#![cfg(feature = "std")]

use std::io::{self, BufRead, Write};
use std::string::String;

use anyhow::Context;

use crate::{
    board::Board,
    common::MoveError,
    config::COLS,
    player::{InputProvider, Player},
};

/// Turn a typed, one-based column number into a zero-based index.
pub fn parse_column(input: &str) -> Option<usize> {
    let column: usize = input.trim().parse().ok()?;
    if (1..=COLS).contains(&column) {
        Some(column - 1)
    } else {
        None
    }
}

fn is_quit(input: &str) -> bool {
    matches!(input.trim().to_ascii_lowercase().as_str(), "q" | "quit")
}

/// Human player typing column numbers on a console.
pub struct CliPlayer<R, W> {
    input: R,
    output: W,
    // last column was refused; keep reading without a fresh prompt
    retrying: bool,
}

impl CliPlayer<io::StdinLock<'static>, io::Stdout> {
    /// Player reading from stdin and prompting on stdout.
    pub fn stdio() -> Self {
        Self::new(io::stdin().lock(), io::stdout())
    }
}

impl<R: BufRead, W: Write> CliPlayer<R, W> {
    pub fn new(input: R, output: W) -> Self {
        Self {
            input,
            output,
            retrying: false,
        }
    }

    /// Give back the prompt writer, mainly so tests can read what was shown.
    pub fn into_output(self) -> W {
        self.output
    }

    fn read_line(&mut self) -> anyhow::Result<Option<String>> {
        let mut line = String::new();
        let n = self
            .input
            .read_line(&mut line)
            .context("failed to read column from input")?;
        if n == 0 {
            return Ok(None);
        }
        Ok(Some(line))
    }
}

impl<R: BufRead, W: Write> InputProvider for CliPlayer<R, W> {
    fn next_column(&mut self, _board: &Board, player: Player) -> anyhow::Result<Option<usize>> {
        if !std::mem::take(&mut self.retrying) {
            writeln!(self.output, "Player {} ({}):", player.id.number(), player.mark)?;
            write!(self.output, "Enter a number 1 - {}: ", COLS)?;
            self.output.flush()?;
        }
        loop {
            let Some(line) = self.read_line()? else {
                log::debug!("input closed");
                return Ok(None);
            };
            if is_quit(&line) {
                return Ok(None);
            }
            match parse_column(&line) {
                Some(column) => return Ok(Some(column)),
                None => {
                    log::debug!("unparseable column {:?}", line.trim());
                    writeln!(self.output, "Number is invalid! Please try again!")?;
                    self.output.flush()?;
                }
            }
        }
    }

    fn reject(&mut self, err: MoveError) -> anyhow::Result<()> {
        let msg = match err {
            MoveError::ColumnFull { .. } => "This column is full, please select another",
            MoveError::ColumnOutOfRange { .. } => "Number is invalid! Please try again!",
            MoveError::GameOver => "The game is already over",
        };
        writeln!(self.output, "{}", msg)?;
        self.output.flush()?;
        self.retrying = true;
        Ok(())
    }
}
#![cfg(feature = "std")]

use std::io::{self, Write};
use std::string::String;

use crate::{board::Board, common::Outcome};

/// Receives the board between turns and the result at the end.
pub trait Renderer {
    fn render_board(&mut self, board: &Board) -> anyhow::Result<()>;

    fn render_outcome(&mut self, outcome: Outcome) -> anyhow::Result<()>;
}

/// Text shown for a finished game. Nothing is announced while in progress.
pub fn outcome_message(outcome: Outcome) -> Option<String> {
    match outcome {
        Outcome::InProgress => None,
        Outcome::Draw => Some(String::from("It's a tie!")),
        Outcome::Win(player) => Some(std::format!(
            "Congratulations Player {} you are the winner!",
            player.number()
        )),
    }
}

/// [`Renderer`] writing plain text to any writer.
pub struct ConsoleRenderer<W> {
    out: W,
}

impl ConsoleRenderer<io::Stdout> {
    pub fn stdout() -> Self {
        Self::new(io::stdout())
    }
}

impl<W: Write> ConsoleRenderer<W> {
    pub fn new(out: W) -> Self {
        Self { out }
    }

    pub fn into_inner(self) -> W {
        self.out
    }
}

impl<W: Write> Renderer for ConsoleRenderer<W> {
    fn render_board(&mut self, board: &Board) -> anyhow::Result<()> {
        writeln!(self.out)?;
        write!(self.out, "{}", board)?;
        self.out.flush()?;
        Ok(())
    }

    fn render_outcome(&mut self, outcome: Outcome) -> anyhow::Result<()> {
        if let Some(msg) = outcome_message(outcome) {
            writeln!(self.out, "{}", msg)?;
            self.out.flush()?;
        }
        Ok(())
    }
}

==

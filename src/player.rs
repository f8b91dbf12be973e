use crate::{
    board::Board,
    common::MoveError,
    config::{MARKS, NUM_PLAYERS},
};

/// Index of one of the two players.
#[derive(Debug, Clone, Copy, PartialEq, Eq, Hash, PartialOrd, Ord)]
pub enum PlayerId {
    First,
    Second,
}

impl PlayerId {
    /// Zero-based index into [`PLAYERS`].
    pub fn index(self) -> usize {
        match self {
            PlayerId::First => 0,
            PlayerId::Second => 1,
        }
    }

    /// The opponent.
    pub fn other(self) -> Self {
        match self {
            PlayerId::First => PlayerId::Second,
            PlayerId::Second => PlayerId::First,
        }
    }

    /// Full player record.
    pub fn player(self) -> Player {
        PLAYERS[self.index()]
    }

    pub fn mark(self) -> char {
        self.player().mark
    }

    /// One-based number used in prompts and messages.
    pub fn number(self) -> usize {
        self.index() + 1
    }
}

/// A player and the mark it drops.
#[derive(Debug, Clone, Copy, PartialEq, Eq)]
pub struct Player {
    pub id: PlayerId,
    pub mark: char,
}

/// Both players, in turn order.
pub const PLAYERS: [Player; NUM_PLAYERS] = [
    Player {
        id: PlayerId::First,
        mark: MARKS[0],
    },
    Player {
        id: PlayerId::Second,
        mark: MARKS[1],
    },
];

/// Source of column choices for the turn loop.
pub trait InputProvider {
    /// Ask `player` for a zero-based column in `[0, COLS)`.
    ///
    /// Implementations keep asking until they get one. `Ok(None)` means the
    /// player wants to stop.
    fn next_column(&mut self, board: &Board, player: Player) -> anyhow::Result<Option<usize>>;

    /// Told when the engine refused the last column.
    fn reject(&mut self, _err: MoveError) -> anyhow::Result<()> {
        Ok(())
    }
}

PROBLEM TO WORK ON:
Give back, unchanged, the run of lines in the listing above that begins at the line containing "Some(column - 1)" and ends at the line containing "pub struct CliPlayer<R, W>", both included.

THE COMPLETED TASK:
        Some(column - 1)
    } else {
        None
    }
}

fn is_quit(input: &str) -> bool {
    matches!(input.trim().to_ascii_lowercase().as_str(), "q" | "quit")
}

/// Human player typing column numbers on a console.
pub struct CliPlayer<R, W> {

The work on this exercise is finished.